The vaccine being tested, BNT162b2, requires two injections. Because the study was a randomized trial, Choi notes, she does not know for sure whether she received the vaccine or a placebo — although her reactions would suggest that she was given the vaccine, she writes.

She noticed only minor soreness in her arm after the first injection. After her second injection, a month later, her arm was much more painful and, over the course of the next 24 hours, she experienced a range of symptoms including high fever, dizziness, nausea and a headache. Aside from a bump on her arm where the injection had been, all of the symptoms all went away after a day.

Choi writes that although it may have been unusual for one person to experience all of those symptoms at once, they all had been observed during an earlier phase of the vaccine’s testing.

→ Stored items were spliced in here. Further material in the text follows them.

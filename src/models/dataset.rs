//! Results dataset model.
//!
//! The dataset is the immutable snapshot the dashboard reads once at
//! startup. Object keys in the JSON document are decimal id strings; they are
//! held in `BTreeMap`s so users, maps and players always enumerate in
//! ascending numeric id order.

use std::collections::BTreeMap;

use serde::{Deserialize, Serialize};

use super::{BeatmapId, UserId};

/// Display name used for players without a user entry.
pub const UNKNOWN_USERNAME: &str = "Unknown";

/// A registered user.
#[derive(Debug, Clone, PartialEq, Serialize, Deserialize)]
pub struct User {
    pub user_id: UserId,
    pub username: String,
}

impl User {
    pub fn new(user_id: UserId, username: impl Into<String>) -> Self {
        Self {
            user_id,
            username: username.into(),
        }
    }
}

/// A pooled beatmap and the slot it occupies (e.g. "NM1", "TB").
#[derive(Debug, Clone, PartialEq, Serialize, Deserialize)]
pub struct Map {
    pub beatmap_id: BeatmapId,
    pub slot: String,

    #[serde(default, skip_serializing_if = "Option::is_none")]
    pub artist: Option<String>,

    #[serde(default, skip_serializing_if = "Option::is_none")]
    pub title: Option<String>,

    /// Difficulty (version) name
    #[serde(default, skip_serializing_if = "Option::is_none")]
    pub difficulty: Option<String>,
}

impl Map {
    pub fn new(beatmap_id: BeatmapId, slot: impl Into<String>) -> Self {
        Self {
            beatmap_id,
            slot: slot.into(),
            artist: None,
            title: None,
            difficulty: None,
        }
    }

    /// Builder method to set artist, title and difficulty name.
    pub fn with_metadata(
        mut self,
        artist: impl Into<String>,
        title: impl Into<String>,
        difficulty: impl Into<String>,
    ) -> Self {
        self.artist = Some(artist.into());
        self.title = Some(title.into());
        self.difficulty = Some(difficulty.into());
        self
    }
}

/// One score set by a player on a beatmap.
#[derive(Debug, Clone, PartialEq, Serialize, Deserialize)]
pub struct Score {
    pub beatmap_id: BeatmapId,
    pub score: u64,

    /// Accuracy in percent (0.0 to 100.0)
    pub accuracy: f64,

    /// Multiplayer match the score came from
    #[serde(default, skip_serializing_if = "Option::is_none")]
    pub match_id: Option<u64>,

    /// Index of the game within the match
    #[serde(default, skip_serializing_if = "Option::is_none")]
    pub game_id: Option<u32>,

    /// Enabled mods bitmask
    #[serde(default, skip_serializing_if = "Option::is_none")]
    pub mods: Option<u32>,
}

impl Score {
    pub fn new(beatmap_id: BeatmapId, score: u64, accuracy: f64) -> Self {
        Self {
            beatmap_id,
            score,
            accuracy,
            match_id: None,
            game_id: None,
            mods: None,
        }
    }

    /// Builder method to record where the score was played.
    pub fn with_source(mut self, match_id: u64, game_id: u32, mods: u32) -> Self {
        self.match_id = Some(match_id);
        self.game_id = Some(game_id);
        self.mods = Some(mods);
        self
    }
}

/// A player and their scores, in the order they were recorded.
#[derive(Debug, Clone, PartialEq, Serialize, Deserialize)]
pub struct Player {
    pub user_id: UserId,

    /// Copy of the username written by the exporter. Display lookups go
    /// through `Dataset::username` instead.
    #[serde(default, skip_serializing_if = "Option::is_none")]
    pub username: Option<String>,

    #[serde(default)]
    pub scores: Vec<Score>,
}

impl Player {
    pub fn new(user_id: UserId) -> Self {
        Self {
            user_id,
            username: None,
            scores: Vec::new(),
        }
    }

    /// First score recorded on the given beatmap.
    pub fn score_on(&self, beatmap_id: BeatmapId) -> Option<&Score> {
        self.scores.iter().find(|s| s.beatmap_id == beatmap_id)
    }
}

/// The full results snapshot.
#[derive(Debug, Clone, Default, PartialEq, Serialize, Deserialize)]
pub struct Dataset {
    pub users: BTreeMap<UserId, User>,
    pub maps: BTreeMap<BeatmapId, Map>,
    pub players: BTreeMap<UserId, Player>,
}

impl Dataset {
    /// Parse a dataset document.
    pub fn from_json(json: &str) -> Result<Self, serde_json::Error> {
        serde_json::from_str(json)
    }

    /// Display name for a user id, falling back to [`UNKNOWN_USERNAME`].
    pub fn username(&self, user_id: UserId) -> &str {
        self.users
            .get(&user_id)
            .map(|u| u.username.as_str())
            .unwrap_or(UNKNOWN_USERNAME)
    }

    pub fn map(&self, beatmap_id: BeatmapId) -> Option<&Map> {
        self.maps.get(&beatmap_id)
    }

    /// Total number of scores across all players.
    pub fn score_count(&self) -> usize {
        self.players.values().map(|p| p.scores.len()).sum()
    }

    /// Builder method to add a user.
    pub fn with_user(mut self, user_id: UserId, username: &str) -> Self {
        self.users.insert(user_id, User::new(user_id, username));
        self
    }

    /// Builder method to add a map.
    pub fn with_map(mut self, beatmap_id: BeatmapId, slot: &str) -> Self {
        self.maps.insert(beatmap_id, Map::new(beatmap_id, slot));
        self
    }

    /// Builder method to append a score to a player, creating the player
    /// entry if needed.
    pub fn with_score(mut self, user_id: UserId, score: Score) -> Self {
        self.players
            .entry(user_id)
            .or_insert_with(|| Player::new(user_id))
            .scores
            .push(score);
        self
    }
}

#[cfg(test)]
mod tests {
    use super::*;

    const SAMPLE: &str = r#"{
        "users": {
            "2": { "user_id": 2, "username": "bob" },
            "10": { "user_id": 10, "username": "alice" }
        },
        "maps": {
            "500": { "beatmap_id": 500, "slot": "NM1", "artist": "a", "title": "t", "difficulty": "Insane" },
            "400": { "beatmap_id": 400, "slot": "HD1" }
        },
        "players": {
            "10": {
                "user_id": 10,
                "username": "alice",
                "scores": [
                    { "match_id": 1, "game_id": 0, "beatmap_id": 500, "score": 1000, "accuracy": 98.5, "mods": 0 }
                ]
            },
            "2": {
                "user_id": 2,
                "scores": [
                    { "beatmap_id": 400, "score": 700, "accuracy": 91.0 },
                    { "beatmap_id": 400, "score": 900, "accuracy": 93.0 }
                ]
            },
            "77": { "user_id": 77, "scores": [] }
        }
    }"#;

    #[test]
    fn test_parse_dataset() {
        let ds = Dataset::from_json(SAMPLE).unwrap();

        assert_eq!(ds.users.len(), 2);
        assert_eq!(ds.maps.len(), 2);
        assert_eq!(ds.players.len(), 3);
        assert_eq!(ds.score_count(), 3);

        let map = ds.map(500).unwrap();
        assert_eq!(map.slot, "NM1");
        assert_eq!(map.difficulty.as_deref(), Some("Insane"));
        assert_eq!(ds.players[&10].scores[0].match_id, Some(1));
    }

    #[test]
    fn test_players_enumerate_in_numeric_order() {
        let ds = Dataset::from_json(SAMPLE).unwrap();
        let ids: Vec<UserId> = ds.players.keys().copied().collect();
        assert_eq!(ids, vec![2, 10, 77]);
    }

    #[test]
    fn test_unknown_username() {
        let ds = Dataset::from_json(SAMPLE).unwrap();
        assert_eq!(ds.username(10), "alice");
        assert_eq!(ds.username(77), UNKNOWN_USERNAME);
    }

    #[test]
    fn test_score_on_returns_first_match() {
        let ds = Dataset::from_json(SAMPLE).unwrap();
        let score = ds.players[&2].score_on(400).unwrap();
        assert_eq!(score.score, 700);
        assert!(ds.players[&2].score_on(500).is_none());
    }

    #[test]
    fn test_missing_section_is_an_error() {
        assert!(Dataset::from_json(r#"{ "users": {}, "maps": {} }"#).is_err());
        assert!(Dataset::from_json("not json").is_err());
    }

    #[test]
    fn test_serialization_keeps_string_keys() {
        let ds = Dataset::default()
            .with_user(5, "eve")
            .with_map(9, "TB")
            .with_score(5, Score::new(9, 123, 99.0));

        let json = serde_json::to_value(&ds).unwrap();
        assert_eq!(json["users"]["5"]["username"], "eve");
        assert_eq!(json["players"]["5"]["scores"][0]["score"], 123);
        assert!(json["players"]["5"]["scores"][0].get("match_id").is_none());

        let back: Dataset = serde_json::from_value(json).unwrap();
        assert_eq!(back, ds);
    }
}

In a phase one trial among adults 18 to 55 years old, 75% reported fatigue, 67% reported headaches, 33% reported chills, 25% reported muscle pain, 17% reported fever and 17% reported joint pain.

“I wrote this article to help health care providers in their conversations with patients about the new COVID-19 vaccines,” Choi said. “Explaining that side effects like fever, chills, muscle pain, fatigue and headache are a normal, expected vaccine response, we can build trust with our patients — despite the unfortunate similarities these side effects have with COVID-19.” 

Choi, a practicing nurse in child and adolescent psychiatry, worries that even though the side effects of the vaccine are short-term and a sign of an effective immune response, they could become a reason people opt-out of vaccination. In September, a Pew Research Center poll found that just 51% of Americans would be willing to take the drug, down from 72% in May. Among those who said they would not or probably would not take the vaccine, 76% said concern about the side effects was a primary reason.

“It is important for people to feel confident about getting this vaccine” said Linda Sarna, dean of the UCLA School of Nursing. “I’m proud of the courage Dr. Choi has demonstrated in being part of the trial and in sharing her experiences for the sake of public health. It exemplifies the Bruin spirit.”